A frustratingly familiar challenge is playing out for Canadian families across the country. Overheated markets are pricing home ownership out of reach for too many. Limited vacancy rates are squeezing rental supply. And people who are struggling to find shelter say it's just too expensive. A common thread throughout all of these scenarios is cost. Affordability determines access. And one solution within our grasp is a national portable housing benefit.
More than 1.5 million Canadian households are paying more than 30 per cent of their income on rent – CMHC's standard for affordability. Over half of these households are in extreme core-housing need (living in poverty and spending more than 50 per cent of income on housing). Worse still, every night more than 35,000 Canadians will be homeless as part of the more than 235,000 Canadians who experience homelessness at some point every year. These are people who are sleeping in shelters, on the street, couch surfing, or waiting unnecessarily in hospital or other temporary accommodation.
Beyond the human toll, poverty and homelessness are a financial burden on all Canadians. A recent report funded by United Way Toronto & York Region found that in Toronto alone, poverty costs $5-billion annually. According to the Canadian Observatory on Homelessness, homelessness costs Canadians over $7-billion a year.
The good news is that poverty and homelessness are problems that can be solved. The federal government's commitment to a National Housing Strategy and the upcoming budget is a once-in-a-generation opportunity to make a significant new investment in affordable housing.
Over the past year, affordable housing advocates, national associations, researchers, foundations, municipalities, home builders and landlords have come together as a United Way-led National Housing Collaborative (NHC) to propose innovative, detailed and tangible steps the government can take.
With the budget just days away, there is a historic opportunity for the government to make immediate progress on one of the NHC's key proposals: a commitment to a portable housing benefit. This benefit is a subsidy paid directly to tenants who cannot afford rent.

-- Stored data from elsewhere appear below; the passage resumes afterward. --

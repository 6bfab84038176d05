//! Cancellable delayed tasks on a millisecond clock.
//!
//! The `TaskScheduler` is a priority queue of tasks keyed by due time. Nothing
//! sleeps: the owner advances the clock and pops whatever is due. Ties on the
//! due time resolve in scheduling order.
//!
//! Cancellation removes the task id from the pending set; a cancelled task
//! is discarded when it reaches the front of the queue and never fires.

use std::cmp::{Ordering, Reverse};
use std::collections::{BTreeSet, BinaryHeap};

pub type TaskId = u64;

#[derive(Debug, Clone, PartialEq)]
pub struct ScheduledTask<T> {
    pub task_id: TaskId,
    pub due_ms: u64,
    pub payload: T,
}

/// Ordering: (due_ms ASC, task_id ASC). Wrapped in `Reverse` so the heap
/// yields the earliest task first.
#[derive(Debug)]
struct OrderedTask<T>(ScheduledTask<T>);

impl<T> OrderedTask<T> {
    fn key(&self) -> (u64, TaskId) {
        (self.0.due_ms, self.0.task_id)
    }
}

impl<T> PartialEq for OrderedTask<T> {
    fn eq(&self, other: &Self) -> bool {
        self.key() == other.key()
    }
}

impl<T> Eq for OrderedTask<T> {}

impl<T> PartialOrd for OrderedTask<T> {
    fn partial_cmp(&self, other: &Self) -> Option<Ordering> {
        Some(self.cmp(other))
    }
}

impl<T> Ord for OrderedTask<T> {
    fn cmp(&self, other: &Self) -> Ordering {
        self.key().cmp(&other.key())
    }
}

#[derive(Debug)]
pub struct TaskScheduler<T> {
    queue: BinaryHeap<Reverse<OrderedTask<T>>>,
    pending: BTreeSet<TaskId>,
    next_task_id: TaskId,
    now_ms: u64,
}

impl<T> Default for TaskScheduler<T> {
    fn default() -> Self {
        Self::new()
    }
}

impl<T> TaskScheduler<T> {
    pub fn new() -> Self {
        Self {
            queue: BinaryHeap::new(),
            pending: BTreeSet::new(),
            next_task_id: 1,
            now_ms: 0,
        }
    }

    pub fn now_ms(&self) -> u64 {
        self.now_ms
    }

    /// Moves the clock forward. Going backwards is ignored.
    pub fn advance_clock(&mut self, now_ms: u64) {
        if now_ms > self.now_ms {
            self.now_ms = now_ms;
        }
    }

    /// Schedule `payload` to fire `delay_ms` after the current clock.
    pub fn schedule(&mut self, delay_ms: u64, payload: T) -> TaskId {
        self.schedule_at(self.now_ms.saturating_add(delay_ms), payload)
    }

    pub fn schedule_at(&mut self, due_ms: u64, payload: T) -> TaskId {
        let task_id = self.next_task_id;
        self.next_task_id += 1;
        self.pending.insert(task_id);
        self.queue.push(Reverse(OrderedTask(ScheduledTask {
            task_id,
            due_ms,
            payload,
        })));
        task_id
    }

    /// Returns `true` if the task was still pending.
    pub fn cancel(&mut self, task_id: TaskId) -> bool {
        self.pending.remove(&task_id)
    }

    /// Pop the next task due at or before the current clock.
    pub fn pop_due(&mut self) -> Option<ScheduledTask<T>> {
        loop {
            let next = self.queue.peek()?;
            if next.0 .0.due_ms > self.now_ms {
                return None;
            }
            let Reverse(OrderedTask(task)) = self.queue.pop()?;
            if self.pending.remove(&task.task_id) {
                return Some(task);
            }
        }
    }

    pub fn has_pending(&self) -> bool {
        !self.pending.is_empty()
    }

    /// Drop every task, e.g. when the participant disconnects.
    pub fn clear(&mut self) {
        self.queue.clear();
        self.pending.clear();
    }
}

Here are five reasons why the portable housing benefit is a smart idea:
1. It is the most efficient way to help households in need and address homelessness. We need more supply and it is essential that investment in new units and repairs of existing affordable and social-housing stock are priorities in the budget. But new units will take years to build and Canada's housing crisis is far too big to be fixed by construction alone. For renters in crisis, a portable subsidy makes housing affordable right away and gives them stability and choice.

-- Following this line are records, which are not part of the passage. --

//! Banned-vocabulary rules engine: catalogue, round selection, matching and punishment.

pub mod authority;
pub mod catalogue;
pub mod eligibility;
pub mod matcher;
pub mod participant;
pub mod punishment;
pub mod scheduler;
pub mod selector;
pub mod session;
pub mod settings;
pub mod speech;
pub mod world;

pub use authority::{effective_forced, Authority, Outbound, Recipient, RoundError};
pub use catalogue::{parse_word_list, Category, CategoryError, CategoryName, VocabularyCatalogue};
pub use eligibility::{category_for_entity, eligible_categories, SessionContext, RESERVED_LOCATION};
pub use matcher::{LegalReason, Matcher, Verdict, TYPED_INPUT_CONFIDENCE};
pub use participant::{category_hint, Participant, ParticipantEvent, SyncError};
pub use punishment::{DispatchOutcome, Dispatcher, PunishmentError, PunishmentEvent, PunishmentState};
pub use scheduler::{ScheduledTask, TaskId, TaskScheduler};
pub use selector::pick_categories;
pub use session::{RoundPhase, SessionVocabularyState, SharedSession, StateError};
pub use settings::SettingsError;
pub use speech::{RecognizedSpeech, SpeechSubscription};
pub use world::{
    show_hint, Collaborators, GameWorld, Hint, HudError, HudSurface, RecognizerControl, RecordingHud,
    RecordingRecognizer, SimPlayer, SimWorld, WorldAction,
};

2. It will reduce homelessness. The vast majority of people who experience homelessness in Canada are homeless only because they cannot afford rent. A portable housing benefit would prevent homelessness for thousands of Canadians and take thousands more quickly off the street and out of shelters and house them in stable, long-term tenancies.
3. It will reduce poverty. When people are able to afford their rent, they are most likely to succeed in securing better nutrition, education, child care and other things that contribute to health, quality of life and economic success.

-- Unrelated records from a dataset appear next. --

#[cfg(test)]
mod tests {
    use super::*;
    use contracts::PunishmentKind;

    fn flash_config() -> ModConfig {
        ModConfig {
            seed: Some(11),
            settings: SessionSettings {
                punishment: PunishmentKind::Flash,
                ..SessionSettings::default()
            },
            ..ModConfig::default()
        }
    }

    fn bracken_lobby() -> LobbyApi {
        let mut world = SimWorld::with_default_levels();
        world.set_level("Bracken Hollow", ["Flowerman"]);
        LobbyApi::with_world(&flash_config(), world).expect("lobby")
    }

    fn count(lobby: &LobbyApi, event_type: LobbyEventType) -> usize {
        lobby
            .events()
            .iter()
            .filter(|event| event.event_type == event_type)
            .count()
    }

    #[test]
    fn host_is_seated_and_synced_on_open() {
        let lobby = bracken_lobby();
        assert_eq!(lobby.players(), vec![HOST_PLAYER_ID]);
        let seat = lobby.seat(HOST_PLAYER_ID).expect("host seat");
        assert!(seat.participant().is_synced());
        assert_eq!(seat.participant().settings().punishment, PunishmentKind::Flash);
        assert_eq!(lobby.events()[0].event_type, LobbyEventType::CatalogueLoaded);
    }

    #[test]
    fn rejects_unsupported_schema() {
        let config = ModConfig {
            schema_version: "2.0".to_string(),
            ..ModConfig::default()
        };
        let err = LobbyApi::new(&config).unwrap_err();
        assert_eq!(err, LobbyError::UnsupportedSchema { found: "2.0".to_string() });
    }

    #[test]
    fn joining_twice_is_a_conflict() {
        let mut lobby = bracken_lobby();
        lobby.join(2).expect("join");
        assert_eq!(lobby.join(2), Err(LobbyError::PlayerAlreadyJoined { player_id: 2 }));
    }

    #[test]
    fn host_cannot_leave_and_unknown_players_are_reported() {
        let mut lobby = bracken_lobby();
        assert_eq!(lobby.leave(HOST_PLAYER_ID), Err(LobbyError::HostCannotLeave));
        assert_eq!(lobby.leave(9), Err(LobbyError::PlayerNotFound { player_id: 9 }));
        assert_eq!(
            lobby.chat(9, "hello").unwrap_err(),
            LobbyError::PlayerNotFound { player_id: 9 }
        );
    }

    #[test]
    fn second_start_is_skipped_with_conflict() {
        let mut lobby = bracken_lobby();
        let round_id = lobby.start_round("Bracken Hollow").expect("start");
        let err = lobby.start_round("Bracken Hollow").unwrap_err();
        assert_eq!(err, LobbyError::RoundInProgress { round_id });
        assert_eq!(count(&lobby, LobbyEventType::RoundSkipped), 1);
        assert_eq!(lobby.status().round_id, round_id);
    }

    #[test]
    fn unknown_or_blank_location_is_invalid() {
        let mut lobby = bracken_lobby();
        assert!(matches!(
            lobby.start_round("Atlantis"),
            Err(LobbyError::UnknownLocation { .. })
        ));
        assert!(matches!(lobby.start_round("   "), Err(LobbyError::InvalidInput(_))));
        assert!(!lobby.status().round_in_progress);
    }

    #[test]
    fn end_round_is_idempotent() {
        let mut lobby = bracken_lobby();
        assert_eq!(lobby.end_round(), None);
        let round_id = lobby.start_round("Bracken Hollow").expect("start");
        assert_eq!(lobby.end_round(), Some(round_id));
        assert_eq!(lobby.end_round(), None);
        assert_eq!(count(&lobby, LobbyEventType::RoundEnded), 2);
    }

    #[test]
    fn violation_in_chat_is_swallowed_and_recorded() {
        let mut lobby = bracken_lobby();
        lobby.start_round("Bracken Hollow").expect("start");
        let passthrough = lobby.chat(HOST_PLAYER_ID, "the flowerman is behind you").expect("chat");
        assert_eq!(passthrough, "");
        assert_eq!(count(&lobby, LobbyEventType::ViolationDetected), 1);
        assert_eq!(count(&lobby, LobbyEventType::PunishmentStarted), 1);
        assert_eq!(
            lobby.world().player(HOST_PLAYER_ID).map(|player| player.health),
            Some(80)
        );
    }

    #[test]
    fn low_confidence_speech_is_ignored() {
        let mut lobby = bracken_lobby();
        lobby.start_round("Bracken Hollow").expect("start");
        lobby.speech(HOST_PLAYER_ID, "bracken", 0.2).expect("speech");
        assert_eq!(count(&lobby, LobbyEventType::ViolationDetected), 0);
        lobby.speech(HOST_PLAYER_ID, "bracken", 0.95).expect("speech");
        assert_eq!(count(&lobby, LobbyEventType::ViolationDetected), 1);
    }

    #[test]
    fn out_of_range_speech_confidence_is_rejected() {
        let mut lobby = bracken_lobby();
        assert!(matches!(
            lobby.speech(HOST_PLAYER_ID, "hi", 1.5),
            Err(LobbyError::InvalidInput(_))
        ));
    }

    #[test]
    fn settings_update_reaches_every_seat() {
        let mut lobby = bracken_lobby();
        lobby.join(2).expect("join");
        let update = SettingsUpdate {
            confidence_threshold: Some(0.5),
            punishment: Some(PunishmentKind::Teleport),
            ..SettingsUpdate::default()
        };
        let settings = lobby.update_settings(HOST_PLAYER_ID, &update).expect("update");
        assert_eq!(settings.punishment, PunishmentKind::Teleport);
        for player_id in [HOST_PLAYER_ID, 2] {
            let seat = lobby.seat(player_id).expect("seat");
            assert_eq!(seat.participant().settings(), &settings);
        }
        assert_eq!(count(&lobby, LobbyEventType::SettingsChanged), 1);
    }

    #[test]
    fn invalid_settings_change_nothing() {
        let mut lobby = bracken_lobby();
        let before = lobby.settings().clone();
        let update = SettingsUpdate {
            shared_categories_per_round: Some(21),
            ..SettingsUpdate::default()
        };
        assert!(matches!(
            lobby.update_settings(HOST_PLAYER_ID, &update),
            Err(LobbyError::Settings(SettingsError::OutOfRange { .. }))
        ));
        assert_eq!(lobby.settings(), &before);
        assert!(matches!(
            lobby.update_settings(HOST_PLAYER_ID, &SettingsUpdate::default()),
            Err(LobbyError::InvalidInput(_))
        ));
    }

    #[test]
    fn non_host_settings_write_is_refused() {
        let mut lobby = bracken_lobby();
        lobby.join(2).expect("join");
        let before = lobby.settings().clone();
        let update = SettingsUpdate {
            punishment: Some(PunishmentKind::Explode),
            ..SettingsUpdate::default()
        };
        assert_eq!(
            lobby.update_settings(2, &update),
            Err(LobbyError::Settings(SettingsError::NotAuthority { player_id: 2 }))
        );
        assert_eq!(
            lobby.update_settings(9, &update),
            Err(LobbyError::PlayerNotFound { player_id: 9 })
        );
        assert_eq!(lobby.settings(), &before);
        assert_eq!(count(&lobby, LobbyEventType::SettingsChanged), 0);
    }

    #[test]
    fn forced_categories_apply_from_the_next_round() {
        let mut lobby = bracken_lobby();
        lobby.start_round("Bracken Hollow").expect("start");
        assert_eq!(
            lobby.set_forced_categories(HOST_PLAYER_ID, ["Thumper"]),
            Ok(vec!["Thumper".to_string()])
        );
        assert_eq!(count(&lobby, LobbyEventType::SettingsChanged), 1);
        assert_eq!(lobby.chat(HOST_PLAYER_ID, "a thumper!"), Ok("a thumper!".to_string()));

        lobby.end_round();
        lobby.start_round("Bracken Hollow").expect("restart");
        assert_eq!(lobby.chat(HOST_PLAYER_ID, "a thumper!"), Ok(String::new()));
        assert!(matches!(
            lobby.set_forced_categories(HOST_PLAYER_ID, ["Leviathan"]),
            Err(LobbyError::Settings(SettingsError::UnknownCategory { .. }))
        ));
    }

    #[test]
    fn events_since_returns_the_tail() {
        let mut lobby = bracken_lobby();
        let last = lobby.events().last().map(|event| event.sequence).unwrap_or(0);
        lobby.join(2).expect("join");
        let tail = lobby.events_since(last);
        assert!(!tail.is_empty());
        assert!(tail.iter().all(|event| event.sequence > last));
        assert_eq!(tail[0].event_type, LobbyEventType::PlayerJoined);
    }

    #[test]
    fn leaving_stops_the_recognizer_and_frees_the_seat() {
        let mut lobby = bracken_lobby();
        lobby.join(2).expect("join");
        lobby.start_round("Bracken Hollow").expect("start");
        assert!(lobby.seat(2).expect("seat").recognizer().running);
        lobby.leave(2).expect("leave");
        assert!(lobby.seat(2).is_none());
        assert!(lobby.world().player(2).is_none());
        assert!(!lobby.authority().players().contains(&2));
        assert_eq!(count(&lobby, LobbyEventType::PlayerLeft), 1);
    }
}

4. Its portability means it is tied to an individual, rather than a housing unit, giving people choice so they can move to a different neighbourhood, town or city, based on their career or personal needs. It is also essential in mitigating against rent inflation.
5. It is already working. Five provinces offer a housing benefit, and Ontario is piloting a new program. A federal housing benefit would boost existing programs and provide much-needed support to all Canadians.
This government has already shown leadership on the Canada child benefit – which is helping to lift children out of poverty and giving a new generation of Canadians a more promising start. The 2017 budget offers the next opportunity to make a transformational change in the lives of Canadians. Urgent access to stable, affordable housing will allow families to focus their energies on making their lives, and all of Canada, more prosperous, inclusive and healthier.